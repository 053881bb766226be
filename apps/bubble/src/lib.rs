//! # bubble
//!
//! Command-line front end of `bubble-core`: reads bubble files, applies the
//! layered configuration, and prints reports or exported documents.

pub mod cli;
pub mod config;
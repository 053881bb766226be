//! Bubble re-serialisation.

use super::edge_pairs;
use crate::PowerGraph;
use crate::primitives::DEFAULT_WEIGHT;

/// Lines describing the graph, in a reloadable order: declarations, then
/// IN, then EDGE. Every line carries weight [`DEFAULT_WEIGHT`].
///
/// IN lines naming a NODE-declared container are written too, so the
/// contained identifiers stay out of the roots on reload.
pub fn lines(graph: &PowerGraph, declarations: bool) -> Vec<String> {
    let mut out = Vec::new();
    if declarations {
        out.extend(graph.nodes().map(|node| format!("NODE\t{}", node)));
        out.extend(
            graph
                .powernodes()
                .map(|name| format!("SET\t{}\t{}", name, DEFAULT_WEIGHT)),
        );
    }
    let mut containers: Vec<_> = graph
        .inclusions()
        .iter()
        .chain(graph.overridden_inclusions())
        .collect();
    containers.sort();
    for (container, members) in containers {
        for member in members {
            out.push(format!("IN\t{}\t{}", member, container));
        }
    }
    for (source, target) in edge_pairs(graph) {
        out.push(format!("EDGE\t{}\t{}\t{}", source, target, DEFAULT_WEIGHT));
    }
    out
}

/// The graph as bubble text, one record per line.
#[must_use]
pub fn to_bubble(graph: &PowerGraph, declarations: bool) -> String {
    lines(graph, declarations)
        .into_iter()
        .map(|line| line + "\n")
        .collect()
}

### Work order
If a line of the records above holds the word "crate", show it.

### Response area
use crate::PowerGraph;
use crate::primitives::DEFAULT_WEIGHT;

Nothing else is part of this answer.